── SUPPLIED MATERIAL ──
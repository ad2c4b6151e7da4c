/*
 * emitter.rs
 * Copyright (c) 2025 Posit, PBC
 */

//! Serialize a [`Document`] back to YAML text.
//!
//! The emitter honors each node's [`Style`] where the text allows it and
//! falls back to double quotes otherwise. Tags are written only when the
//! chosen rendering would not resolve to the node's tag on its own, so a
//! re-parse yields the same tree.

use crate::node::{Document, Kind, Node, NodeId, Style, Tag};
use crate::resolve::resolve_plain;

const INDENT: usize = 2;

/// Serialize a document to YAML text.
///
/// An empty document produces an empty string; anything else ends with a
/// newline. Comments are not preserved.
pub fn emit(doc: &Document) -> String {
    let mut emitter = Emitter {
        doc,
        out: String::new(),
    };
    if let Some(content) = doc.content() {
        emitter.top_level(content);
    }
    emitter.out
}

#[derive(Debug, Clone, Copy, PartialEq, Eq)]
enum Context {
    Block,
    Flow,
    BlockKey,
    FlowKey,
}

impl Context {
    fn in_flow(self) -> bool {
        matches!(self, Context::Flow | Context::FlowKey)
    }

    fn is_key(self) -> bool {
        matches!(self, Context::BlockKey | Context::FlowKey)
    }
}

struct Emitter<'a> {
    doc: &'a Document,
    out: String,
}

impl<'a> Emitter<'a> {
    fn top_level(&mut self, id: NodeId) {
        let node = self.doc.node(id);
        if is_block_collection(node) {
            let props = self.properties(node, &collection_tag(node));
            if !props.is_empty() {
                self.out.push_str(&props);
                self.out.push('\n');
            }
            self.block_collection(id, 0, false);
        } else if use_block_scalar(node, Context::Block) {
            let props = self.properties(node, &Tag::Str);
            if !props.is_empty() {
                self.out.push_str(&props);
                self.out.push(' ');
            }
            self.block_scalar(&node.value, -1);
        } else {
            let text = self.inline(id, Context::Block);
            self.out.push_str(&text);
            self.out.push('\n');
        }
    }

    fn pad(&mut self, indent: usize) {
        self.out.extend(std::iter::repeat_n(' ', indent));
    }

    fn block_collection(&mut self, id: NodeId, indent: usize, inline_first: bool) {
        match self.doc.node(id).kind {
            Kind::Mapping => self.block_mapping(id, indent, inline_first),
            _ => self.block_sequence(id, indent, inline_first),
        }
    }

    fn block_mapping(&mut self, id: NodeId, indent: usize, inline_first: bool) {
        let doc = self.doc;
        for (i, pair) in doc.node(id).children.chunks(2).enumerate() {
            if i > 0 || !inline_first {
                self.pad(indent);
            }
            let key = self.key(pair[0], Context::BlockKey);
            self.out.push_str(&key);
            self.out.push(':');
            match pair.get(1) {
                Some(&value) => self.block_value(value, indent, false),
                None => self.out.push('\n'),
            }
        }
    }

    fn block_sequence(&mut self, id: NodeId, indent: usize, inline_first: bool) {
        let doc = self.doc;
        for (i, &item) in doc.node(id).children.iter().enumerate() {
            if i > 0 || !inline_first {
                self.pad(indent);
            }
            self.out.push('-');
            self.block_value(item, indent, true);
        }
    }

    /// Write a value that follows `key:` or `-` at column `indent`.
    ///
    /// `compact` lets a property-less block collection start on the same
    /// line, as sequence entries do.
    fn block_value(&mut self, id: NodeId, indent: usize, compact: bool) {
        let node = self.doc.node(id);
        if is_block_collection(node) {
            let props = self.properties(node, &collection_tag(node));
            if compact && props.is_empty() {
                self.out.push(' ');
                self.block_collection(id, indent + INDENT, true);
            } else {
                if !props.is_empty() {
                    self.out.push(' ');
                    self.out.push_str(&props);
                }
                self.out.push('\n');
                self.block_collection(id, indent + INDENT, false);
            }
        } else if use_block_scalar(node, Context::Block) {
            let props = self.properties(node, &Tag::Str);
            self.out.push(' ');
            if !props.is_empty() {
                self.out.push_str(&props);
                self.out.push(' ');
            }
            self.block_scalar(&node.value, indent as isize);
        } else {
            let text = self.inline(id, Context::Block);
            self.out.push(' ');
            self.out.push_str(&text);
            self.out.push('\n');
        }
    }

    /// Write a `|` block scalar whose parent sits at column `parent`
    /// (-1 at the top level).
    fn block_scalar(&mut self, value: &str, parent: isize) {
        let content_indent = parent.max(0) as usize + INDENT;
        let (body, chomp) = match value.strip_suffix('\n') {
            Some(stripped) if stripped.ends_with('\n') => (stripped, "+"),
            Some(stripped) => (stripped, ""),
            None => (value, "-"),
        };

        self.out.push('|');
        if value.starts_with(' ') || value.starts_with('\n') {
            let indicator = content_indent as isize - parent;
            self.out.push_str(&indicator.to_string());
        }
        self.out.push_str(chomp);
        self.out.push('\n');

        for line in body.split('\n') {
            if !line.is_empty() {
                self.pad(content_indent);
                self.out.push_str(line);
            }
            self.out.push('\n');
        }
    }

    fn key(&self, id: NodeId, ctx: Context) -> String {
        let node = self.doc.node(id);
        match node.kind {
            // `*name:` would read the colon as part of the alias
            Kind::Alias => format!("*{} ", node.value),
            Kind::Scalar => self.scalar(node, ctx),
            _ => self.inline(id, Context::Flow),
        }
    }

    fn inline(&self, id: NodeId, ctx: Context) -> String {
        let node = self.doc.node(id);
        match node.kind {
            Kind::Alias => format!("*{}", node.value),
            Kind::Scalar => self.scalar(node, ctx),
            Kind::Mapping => {
                let body = node
                    .children
                    .chunks(2)
                    .map(|pair| {
                        let key = self.key(pair[0], Context::FlowKey);
                        match pair.get(1) {
                            Some(&value) => format!("{}: {}", key, self.inline(value, Context::Flow)),
                            None => format!("{}:", key),
                        }
                    })
                    .collect::<Vec<_>>()
                    .join(", ");
                with_properties(self.properties(node, &Tag::Map), format!("{{{}}}", body))
            }
            Kind::Sequence => {
                let body = node
                    .children
                    .iter()
                    .map(|&item| self.inline(item, Context::Flow))
                    .collect::<Vec<_>>()
                    .join(", ");
                with_properties(self.properties(node, &Tag::Seq), format!("[{}]", body))
            }
            Kind::Document => match node.children.first() {
                Some(&content) => self.inline(content, ctx),
                None => String::new(),
            },
        }
    }

    fn scalar(&self, node: &Node, ctx: Context) -> String {
        let value = if node.tag == Tag::Null && node.value.is_empty() {
            "null"
        } else {
            node.value.as_str()
        };

        let (text, implied) = match node.style {
            Style::SingleQuoted if single_quotable(value) => (single_quote(value), Tag::Str),
            Style::SingleQuoted | Style::DoubleQuoted | Style::Literal | Style::Folded => {
                (double_quote(value), Tag::Str)
            }
            Style::Unset | Style::Flow => {
                let plain = resolve_plain(value);
                let misread_string = node.tag == Tag::Str && plain != Tag::Str;
                if plain_allowed(value, ctx) && !misread_string {
                    (value.to_string(), plain)
                } else {
                    (double_quote(value), Tag::Str)
                }
            }
        };
        with_properties(self.properties(node, &implied), text)
    }

    /// Anchor and tag, space separated; the tag only when it differs from
    /// what the rendering implies.
    fn properties(&self, node: &Node, implied: &Tag) -> String {
        let mut parts = Vec::new();
        if let Some(anchor) = &node.anchor {
            parts.push(format!("&{}", anchor));
        }
        if node.tag != *implied && node.tag != Tag::None {
            parts.push(tag_text(&node.tag));
        }
        parts.join(" ")
    }
}

fn with_properties(props: String, text: String) -> String {
    if props.is_empty() {
        text
    } else {
        format!("{} {}", props, text)
    }
}

fn tag_text(tag: &Tag) -> String {
    match tag {
        Tag::Custom(name) if !name.starts_with('!') => format!("!<{}>", name),
        other => other.as_str().to_string(),
    }
}

fn collection_tag(node: &Node) -> Tag {
    match node.kind {
        Kind::Mapping => Tag::Map,
        _ => Tag::Seq,
    }
}

fn is_block_collection(node: &Node) -> bool {
    matches!(node.kind, Kind::Mapping | Kind::Sequence)
        && node.style != Style::Flow
        && !node.children.is_empty()
}

fn use_block_scalar(node: &Node, ctx: Context) -> bool {
    if node.kind != Kind::Scalar || ctx != Context::Block || node.value.is_empty() {
        return false;
    }
    let wanted = match node.style {
        Style::Literal | Style::Folded => true,
        Style::Unset | Style::Flow => node.tag == Tag::Str && node.value.contains('\n'),
        _ => false,
    };
    wanted
        && !node
            .value
            .chars()
            .any(|c| (c.is_control() && c != '\n' && c != '\t') || c == '\u{feff}')
}

fn plain_allowed(value: &str, ctx: Context) -> bool {
    let mut chars = value.chars();
    let Some(first) = chars.next() else {
        return false;
    };
    let second = chars.next();

    if first.is_whitespace() || value.ends_with(char::is_whitespace) {
        return false;
    }
    if value
        .chars()
        .any(|c| c == '\n' || c == '\r' || c == '\u{feff}' || (c.is_control() && c != '\t'))
    {
        return false;
    }
    if value.starts_with("---") || value.starts_with("...") {
        return false;
    }
    match first {
        '[' | ']' | '{' | '}' | ',' | '#' | '&' | '*' | '!' | '|' | '>' | '\'' | '"' | '%'
        | '@' | '`' => return false,
        '-' | '?' | ':' => match second {
            None | Some(' ') | Some('\t') => return false,
            Some(c) if ctx.in_flow() && matches!(c, ',' | '[' | ']' | '{' | '}') => return false,
            _ => {}
        },
        _ => {}
    }
    if value.contains(": ")
        || value.contains(":\t")
        || value.contains(" #")
        || value.contains("\t#")
        || value.ends_with(':')
    {
        return false;
    }
    if ctx.in_flow() && value.contains([',', '[', ']', '{', '}']) {
        return false;
    }
    // keys may not span lines and stay short enough for an implicit key
    !(ctx.is_key() && value.len() > 1024)
}

fn single_quotable(value: &str) -> bool {
    !value.chars().any(|c| c.is_control() || c == '\u{feff}')
}

fn single_quote(value: &str) -> String {
    format!("'{}'", value.replace('\'', "''"))
}

fn double_quote(value: &str) -> String {
    let mut out = String::with_capacity(value.len() + 2);
    out.push('"');
    for c in value.chars() {
        match c {
            '"' => out.push_str("\\\""),
            '\\' => out.push_str("\\\\"),
            '\n' => out.push_str("\\n"),
            '\t' => out.push_str("\\t"),
            '\r' => out.push_str("\\r"),
            '\0' => out.push_str("\\0"),
            c if c.is_control() || c == '\u{feff}' => {
                out.push_str(&format!("\\u{:04X}", c as u32));
            }
            c => out.push(c),
        }
    }
    out.push('"');
    out
}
───
Start with the line above that contains "it differs from" and stop after the line that contains "fn use_block_scalar(node: &Node, ctx: Context)". Output those lines exactly, and only those.

**EXERCISE ANSWER**
    /// Anchor and tag, space separated; the tag only when it differs from
    /// what the rendering implies.
    fn properties(&self, node: &Node, implied: &Tag) -> String {
        let mut parts = Vec::new();
        if let Some(anchor) = &node.anchor {
            parts.push(format!("&{}", anchor));
        }
        if node.tag != *implied && node.tag != Tag::None {
            parts.push(tag_text(&node.tag));
        }
        parts.join(" ")
    }
}

fn with_properties(props: String, text: String) -> String {
    if props.is_empty() {
        text
    } else {
        format!("{} {}", props, text)
    }
}

fn tag_text(tag: &Tag) -> String {
    match tag {
        Tag::Custom(name) if !name.starts_with('!') => format!("!<{}>", name),
        other => other.as_str().to_string(),
    }
}

fn collection_tag(node: &Node) -> Tag {
    match node.kind {
        Kind::Mapping => Tag::Map,
        _ => Tag::Seq,
    }
}

fn is_block_collection(node: &Node) -> bool {
    matches!(node.kind, Kind::Mapping | Kind::Sequence)
        && node.style != Style::Flow
        && !node.children.is_empty()
}

fn use_block_scalar(node: &Node, ctx: Context) -> bool {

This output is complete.